··· Raw data ···
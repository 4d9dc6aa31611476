//! Property-based tests for local queries, fingerprints and clones.

use proptest::prelude::*;
use serde_json::{Value, json};

use shoal_store::{CLONE_FLAG, Params, Record, Store, fingerprint_record, into_record};

fn rec(value: Value) -> Record {
    into_record(value).expect("object literal")
}

// Strategy for small records with a few overlapping values
fn scores() -> impl Strategy<Value = Vec<i64>> {
    prop::collection::vec(0i64..5, 0..40)
}

// Strategy for flat query-like objects
fn flat_object() -> impl Strategy<Value = Vec<(String, i64)>> {
    prop::collection::btree_map("[a-z$]{1,6}", -100i64..100, 0..8)
        .prop_map(|map| map.into_iter().collect())
}

// Strategy for arbitrary JSON: scalars, arrays and objects up to three levels deep
fn json_value() -> impl Strategy<Value = Value> {
    let leaf = prop_oneof![
        Just(Value::Null),
        any::<bool>().prop_map(Value::from),
        (-50i64..50).prop_map(Value::from),
        "[a-z0-9]{0,4}".prop_map(Value::from),
    ];
    leaf.prop_recursive(3, 24, 4, |inner| {
        prop_oneof![
            prop::collection::vec(inner.clone(), 0..4).prop_map(Value::Array),
            prop::collection::btree_map("[a-z$]{1,4}", inner, 0..4)
                .prop_map(|map| Value::Object(map.into_iter().collect())),
        ]
    })
}

// Strategy for query-like objects with nested operator objects
fn query_object() -> impl Strategy<Value = Record> {
    prop::collection::btree_map("[a-z$]{1,6}", json_value(), 1..5)
        .prop_map(|map| map.into_iter().collect())
}

/// How a query is changed before re-fingerprinting.
#[derive(Debug, Clone, Copy)]
enum Edit {
    AddKey,
    RemoveKey,
    Retype,
    RenameNested,
}

fn edit() -> impl Strategy<Value = Edit> {
    prop_oneof![
        Just(Edit::AddKey),
        Just(Edit::RemoveKey),
        Just(Edit::Retype),
        Just(Edit::RenameNested),
    ]
}

/// Follow first children down to a scalar or an empty container.
fn first_leaf(value: &mut Value) -> &mut Value {
    let has_child = match &*value {
        Value::Object(map) => !map.is_empty(),
        Value::Array(items) => !items.is_empty(),
        _ => false,
    };
    if !has_child {
        return value;
    }
    match value {
        Value::Object(map) => first_leaf(map.values_mut().next().expect("non-empty object")),
        Value::Array(items) => first_leaf(&mut items[0]),
        _ => unreachable!("scalars have no children"),
    }
}

/// The same value under a different JSON type.
fn retyped(value: &Value) -> Value {
    match value {
        Value::Null => json!(false),
        Value::Bool(b) => json!(b.to_string()),
        Value::Number(n) => json!(n.to_string()),
        Value::String(s) => json!([s]),
        Value::Array(_) => json!({}),
        Value::Object(_) => json!([]),
    }
}

/// Rename the first key of the deepest first-child object (`$gt` becomes `$gte`).
fn rename_nested(value: &mut Value) -> bool {
    let Value::Object(map) = value else {
        return false;
    };
    let Some(first) = map.keys().next().cloned() else {
        return false;
    };
    let child = map.get_mut(&first).expect("key just read");
    if rename_nested(child) {
        return true;
    }
    let moved = map.remove(&first).expect("key just read");
    map.insert(format!("{first}e"), moved);
    true
}

fn apply_edit(query: &Record, edit: Edit) -> Record {
    let mut changed = query.clone();
    match edit {
        Edit::AddKey => {
            changed.insert("$added".into(), json!(1));
        }
        Edit::RemoveKey => {
            let key = changed.keys().next().cloned().expect("non-empty query");
            changed.remove(&key);
        }
        Edit::Retype => {
            let leaf = first_leaf(changed.values_mut().next().expect("non-empty query"));
            let replacement = retyped(leaf);
            *leaf = replacement;
        }
        Edit::RenameNested => {
            let mut wrapped = Value::Object(changed);
            rename_nested(&mut wrapped);
            let Value::Object(map) = wrapped else {
                unreachable!("wrapped an object")
            };
            changed = map;
        }
    }
    changed
}

/// Change the value at the end of the first-child path, keeping its shape elsewhere.
fn edit_deep(value: &mut Value) {
    let leaf = first_leaf(value);
    let replacement = match &*leaf {
        Value::Object(map) => {
            let mut map = map.clone();
            map.insert("edited".into(), json!(true));
            Value::Object(map)
        }
        Value::Array(items) => {
            let mut items = items.clone();
            items.push(json!("edited"));
            Value::Array(items)
        }
        scalar => json!({"edited": scalar}),
    };
    *leaf = replacement;
}

fn store_of(scores: &[i64]) -> std::sync::Arc<Store> {
    let store = Store::local("scores").unwrap();
    store
        .add_all(
            scores
                .iter()
                .enumerate()
                .map(|(id, score)| rec(json!({"id": id, "score": score}))),
        )
        .unwrap();
    store
}

proptest! {
    #[test]
    fn fingerprint_ignores_key_order(pairs in flat_object()) {
        let forward: Record = pairs.iter().map(|(k, v)| (k.clone(), json!(v))).collect();
        let backward: Record = pairs.iter().rev().map(|(k, v)| (k.clone(), json!(v))).collect();
        prop_assert_eq!(fingerprint_record(&forward), fingerprint_record(&backward));
    }

    #[test]
    fn fingerprint_distinguishes_values(pairs in flat_object(), bump in 1i64..10) {
        prop_assume!(!pairs.is_empty());
        let original: Record = pairs.iter().map(|(k, v)| (k.clone(), json!(v))).collect();
        let mut changed = original.clone();
        let (key, value) = &pairs[0];
        changed.insert(key.clone(), json!(value + bump));
        prop_assert_ne!(fingerprint_record(&original), fingerprint_record(&changed));
    }

    #[test]
    fn fingerprint_distinguishes_structural_edits(query in query_object(), edit in edit()) {
        let changed = apply_edit(&query, edit);
        prop_assume!(changed != query);
        prop_assert_ne!(fingerprint_record(&query), fingerprint_record(&changed));
    }

    #[test]
    fn fingerprint_distinguishes_operators(
        field in "[a-z]{1,6}",
        ops in prop::sample::subsequence(vec!["$gt", "$gte", "$lt", "$lte", "$ne", "$in", "$nin"], 2),
        operand in json_value(),
    ) {
        let query = |op: &str| {
            let mut inner = Record::new();
            inner.insert(op.to_string(), operand.clone());
            let mut query = Record::new();
            query.insert(field.clone(), Value::Object(inner));
            query
        };
        prop_assert_ne!(fingerprint_record(&query(ops[0])), fingerprint_record(&query(ops[1])));
    }

    #[test]
    fn total_is_independent_of_paging(
        scores in scores(),
        min in 0i64..5,
        limit in 0usize..15,
        skip in 0usize..45,
    ) {
        let store = store_of(&scores);
        let expected = scores.iter().filter(|s| **s >= min).count();

        let response = store
            .find_in_store(&Params::from_query(rec(json!({
                "score": {"$gte": min},
                "$limit": limit,
                "$skip": skip,
            }))))
            .unwrap();

        prop_assert_eq!(response.total, expected);
        prop_assert_eq!(response.data.len(), limit.min(expected.saturating_sub(skip)));
        prop_assert!(response.total >= response.data.len());
    }

    #[test]
    fn sort_is_stable(scores in scores(), descending in any::<bool>()) {
        let store = store_of(&scores);
        let direction = if descending { -1 } else { 1 };
        let data = store
            .find_in_store(&Params::from_query(rec(json!({"$sort": {"score": direction}}))))
            .unwrap()
            .data;

        for pair in data.windows(2) {
            let (a, b) = (pair[0]["score"].as_i64().unwrap(), pair[1]["score"].as_i64().unwrap());
            if descending {
                prop_assert!(a >= b);
            } else {
                prop_assert!(a <= b);
            }
            if a == b {
                prop_assert!(pair[0]["id"].as_u64().unwrap() < pair[1]["id"].as_u64().unwrap());
            }
        }
    }

    #[test]
    fn reset_restores_canonical_fields(
        fields in prop::collection::btree_map("[a-z]{1,5}", json_value(), 0..6),
        edited in prop::collection::vec(any::<bool>(), 6),
    ) {
        let store = Store::local("docs").unwrap();
        let mut origin: Record = fields.into_iter().filter(|(key, _)| key != "id").collect();
        origin.insert("id".into(), json!(1));
        let original = store.add_or_update(origin).unwrap();

        let mut clone = store.clone_record(&original, None, true).unwrap();
        let keys: Vec<String> = clone
            .keys()
            .filter(|key| key.as_str() != "id" && key.as_str() != CLONE_FLAG)
            .cloned()
            .collect();
        for (key, edit) in keys.iter().zip(&edited) {
            if *edit {
                edit_deep(clone.get_mut(key).expect("key just listed"));
            }
        }
        clone.insert("stale".into(), json!({"nested": [1, 2]}));
        store.save_clone(clone).unwrap();

        let mut reset = store.reset_clone(&original, None).unwrap();
        prop_assert_eq!(reset.remove(CLONE_FLAG), Some(json!(true)));
        prop_assert_eq!(&reset, &original);
        prop_assert_eq!(store.items().get_item("1").unwrap(), original);
    }
}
···
**What is being asked:** Show the lines where the word "match" appears in the entries.

**Response to the task:**
    let has_child = match &*value {
    match value {
    match value {
    match edit {
    let replacement = match &*leaf {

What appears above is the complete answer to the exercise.